#### Exercise brief:
Would you find each line in the entries below with the string "RParen" and copy it?

[Dataset excerpts]
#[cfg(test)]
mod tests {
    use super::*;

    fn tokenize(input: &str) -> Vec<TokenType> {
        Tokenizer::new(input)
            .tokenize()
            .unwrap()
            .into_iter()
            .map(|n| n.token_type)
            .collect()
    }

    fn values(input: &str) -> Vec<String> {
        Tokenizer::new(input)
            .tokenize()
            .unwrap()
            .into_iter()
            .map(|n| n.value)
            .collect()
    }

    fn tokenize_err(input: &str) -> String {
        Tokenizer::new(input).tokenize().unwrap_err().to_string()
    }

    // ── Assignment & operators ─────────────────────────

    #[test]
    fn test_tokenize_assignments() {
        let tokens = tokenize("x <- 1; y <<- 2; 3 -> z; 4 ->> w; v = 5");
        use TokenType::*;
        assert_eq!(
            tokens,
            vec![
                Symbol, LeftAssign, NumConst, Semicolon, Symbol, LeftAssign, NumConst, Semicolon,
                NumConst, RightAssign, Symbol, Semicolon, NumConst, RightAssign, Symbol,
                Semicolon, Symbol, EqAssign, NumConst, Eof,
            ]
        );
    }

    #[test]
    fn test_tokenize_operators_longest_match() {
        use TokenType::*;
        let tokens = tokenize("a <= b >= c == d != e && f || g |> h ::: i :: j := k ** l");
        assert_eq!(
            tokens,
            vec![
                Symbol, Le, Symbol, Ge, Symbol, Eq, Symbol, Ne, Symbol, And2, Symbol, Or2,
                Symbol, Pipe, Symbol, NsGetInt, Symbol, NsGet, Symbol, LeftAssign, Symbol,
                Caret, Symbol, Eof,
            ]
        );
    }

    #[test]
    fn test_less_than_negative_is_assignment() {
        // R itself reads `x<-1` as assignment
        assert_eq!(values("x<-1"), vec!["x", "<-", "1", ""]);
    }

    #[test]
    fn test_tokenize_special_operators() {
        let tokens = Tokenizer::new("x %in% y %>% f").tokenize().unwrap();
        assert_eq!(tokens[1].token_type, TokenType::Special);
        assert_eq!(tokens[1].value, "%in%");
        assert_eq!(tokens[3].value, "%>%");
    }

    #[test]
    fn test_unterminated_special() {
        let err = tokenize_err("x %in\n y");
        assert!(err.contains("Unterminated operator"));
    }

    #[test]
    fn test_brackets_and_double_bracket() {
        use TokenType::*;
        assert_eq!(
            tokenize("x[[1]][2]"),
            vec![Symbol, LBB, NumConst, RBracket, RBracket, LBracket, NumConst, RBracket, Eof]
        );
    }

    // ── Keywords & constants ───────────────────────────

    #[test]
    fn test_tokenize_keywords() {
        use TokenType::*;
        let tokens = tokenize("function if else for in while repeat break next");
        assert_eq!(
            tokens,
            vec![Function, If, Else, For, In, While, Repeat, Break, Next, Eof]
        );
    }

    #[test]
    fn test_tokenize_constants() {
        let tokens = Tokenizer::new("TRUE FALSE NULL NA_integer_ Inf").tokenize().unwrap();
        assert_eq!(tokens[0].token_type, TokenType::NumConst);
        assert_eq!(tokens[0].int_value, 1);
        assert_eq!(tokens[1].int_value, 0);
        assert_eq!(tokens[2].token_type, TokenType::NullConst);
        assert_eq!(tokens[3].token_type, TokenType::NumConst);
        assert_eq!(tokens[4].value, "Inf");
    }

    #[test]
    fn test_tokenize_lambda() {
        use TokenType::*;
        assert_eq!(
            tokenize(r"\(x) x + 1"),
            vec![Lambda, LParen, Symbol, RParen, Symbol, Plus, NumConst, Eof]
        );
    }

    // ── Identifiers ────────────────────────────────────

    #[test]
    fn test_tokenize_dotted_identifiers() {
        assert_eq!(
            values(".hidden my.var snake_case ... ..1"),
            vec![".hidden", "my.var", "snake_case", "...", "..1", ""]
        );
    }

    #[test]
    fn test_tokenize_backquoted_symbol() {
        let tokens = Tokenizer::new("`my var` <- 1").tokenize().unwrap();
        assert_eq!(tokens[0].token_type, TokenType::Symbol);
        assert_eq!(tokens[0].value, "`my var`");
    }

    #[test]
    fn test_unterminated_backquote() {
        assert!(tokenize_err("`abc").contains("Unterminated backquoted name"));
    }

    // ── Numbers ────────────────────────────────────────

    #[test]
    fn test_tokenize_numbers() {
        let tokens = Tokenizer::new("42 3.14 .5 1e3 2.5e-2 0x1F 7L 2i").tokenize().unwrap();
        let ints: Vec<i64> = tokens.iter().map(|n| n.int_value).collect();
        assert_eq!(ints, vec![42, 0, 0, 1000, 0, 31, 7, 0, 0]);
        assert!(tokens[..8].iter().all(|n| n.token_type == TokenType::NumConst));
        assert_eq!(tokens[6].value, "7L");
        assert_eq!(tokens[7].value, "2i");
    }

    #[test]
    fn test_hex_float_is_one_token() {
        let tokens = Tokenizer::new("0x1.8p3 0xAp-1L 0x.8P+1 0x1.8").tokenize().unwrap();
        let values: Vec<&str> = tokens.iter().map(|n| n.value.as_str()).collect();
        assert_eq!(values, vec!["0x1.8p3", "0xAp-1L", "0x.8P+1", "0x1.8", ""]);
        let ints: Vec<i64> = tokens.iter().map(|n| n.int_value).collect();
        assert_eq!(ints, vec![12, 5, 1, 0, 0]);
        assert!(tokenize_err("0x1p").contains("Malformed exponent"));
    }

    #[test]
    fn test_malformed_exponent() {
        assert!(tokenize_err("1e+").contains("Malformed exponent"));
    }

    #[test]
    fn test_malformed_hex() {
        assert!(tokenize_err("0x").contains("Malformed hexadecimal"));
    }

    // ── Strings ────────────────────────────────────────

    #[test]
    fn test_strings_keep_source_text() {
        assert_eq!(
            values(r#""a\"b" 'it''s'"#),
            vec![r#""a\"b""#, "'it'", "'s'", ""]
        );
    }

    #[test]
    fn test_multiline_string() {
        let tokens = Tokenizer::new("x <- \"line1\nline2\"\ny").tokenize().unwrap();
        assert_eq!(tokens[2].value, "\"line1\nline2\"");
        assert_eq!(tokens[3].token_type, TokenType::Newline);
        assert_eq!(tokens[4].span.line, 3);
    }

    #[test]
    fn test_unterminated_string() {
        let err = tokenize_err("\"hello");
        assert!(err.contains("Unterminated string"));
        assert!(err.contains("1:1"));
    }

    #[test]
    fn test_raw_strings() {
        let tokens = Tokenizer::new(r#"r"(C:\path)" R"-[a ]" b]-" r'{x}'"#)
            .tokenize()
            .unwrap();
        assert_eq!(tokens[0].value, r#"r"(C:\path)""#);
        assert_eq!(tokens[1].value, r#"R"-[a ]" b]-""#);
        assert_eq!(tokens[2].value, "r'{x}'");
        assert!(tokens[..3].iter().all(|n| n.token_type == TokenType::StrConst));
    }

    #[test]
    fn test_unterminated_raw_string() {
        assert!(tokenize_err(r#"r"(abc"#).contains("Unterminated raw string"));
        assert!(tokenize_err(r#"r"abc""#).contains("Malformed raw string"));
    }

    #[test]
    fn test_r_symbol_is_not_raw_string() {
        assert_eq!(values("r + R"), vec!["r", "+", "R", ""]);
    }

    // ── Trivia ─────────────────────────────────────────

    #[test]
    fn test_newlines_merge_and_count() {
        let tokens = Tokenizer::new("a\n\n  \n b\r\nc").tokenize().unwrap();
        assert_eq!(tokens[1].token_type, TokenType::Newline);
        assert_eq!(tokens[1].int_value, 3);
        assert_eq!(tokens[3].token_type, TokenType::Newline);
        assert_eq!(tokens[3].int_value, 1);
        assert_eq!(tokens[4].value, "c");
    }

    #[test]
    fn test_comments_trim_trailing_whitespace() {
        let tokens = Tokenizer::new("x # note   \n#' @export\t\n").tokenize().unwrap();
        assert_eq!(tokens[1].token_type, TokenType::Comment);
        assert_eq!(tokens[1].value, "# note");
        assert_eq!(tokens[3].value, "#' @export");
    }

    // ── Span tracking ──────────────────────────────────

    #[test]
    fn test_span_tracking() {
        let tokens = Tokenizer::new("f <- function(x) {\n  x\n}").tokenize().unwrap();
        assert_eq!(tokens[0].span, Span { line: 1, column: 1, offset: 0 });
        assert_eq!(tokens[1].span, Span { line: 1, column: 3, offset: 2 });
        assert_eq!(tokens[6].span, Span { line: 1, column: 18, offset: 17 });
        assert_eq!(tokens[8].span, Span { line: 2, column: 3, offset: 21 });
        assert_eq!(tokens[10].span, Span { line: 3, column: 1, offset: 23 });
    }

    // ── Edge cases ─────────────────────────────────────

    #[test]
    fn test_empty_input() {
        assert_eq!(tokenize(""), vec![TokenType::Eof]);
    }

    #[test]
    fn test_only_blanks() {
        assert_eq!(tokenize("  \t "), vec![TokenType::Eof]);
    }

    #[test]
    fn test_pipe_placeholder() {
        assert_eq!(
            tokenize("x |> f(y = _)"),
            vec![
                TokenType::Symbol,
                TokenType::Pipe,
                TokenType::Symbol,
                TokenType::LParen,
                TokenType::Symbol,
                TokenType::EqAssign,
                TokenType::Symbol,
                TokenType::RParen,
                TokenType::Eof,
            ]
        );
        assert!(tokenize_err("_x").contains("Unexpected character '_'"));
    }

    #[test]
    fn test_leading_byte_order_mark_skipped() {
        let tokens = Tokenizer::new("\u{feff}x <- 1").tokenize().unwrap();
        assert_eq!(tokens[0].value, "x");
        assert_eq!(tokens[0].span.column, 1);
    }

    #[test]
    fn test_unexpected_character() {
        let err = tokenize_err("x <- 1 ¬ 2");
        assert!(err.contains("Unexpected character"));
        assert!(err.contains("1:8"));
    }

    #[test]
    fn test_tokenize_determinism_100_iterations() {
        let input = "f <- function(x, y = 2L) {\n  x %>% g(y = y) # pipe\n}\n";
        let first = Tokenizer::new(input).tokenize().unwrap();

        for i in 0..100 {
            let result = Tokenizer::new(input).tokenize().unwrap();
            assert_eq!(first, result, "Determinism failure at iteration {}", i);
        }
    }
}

#### Result of this exercise:
            vec![Lambda, LParen, Symbol, RParen, Symbol, Plus, NumConst, Eof]
                TokenType::RParen,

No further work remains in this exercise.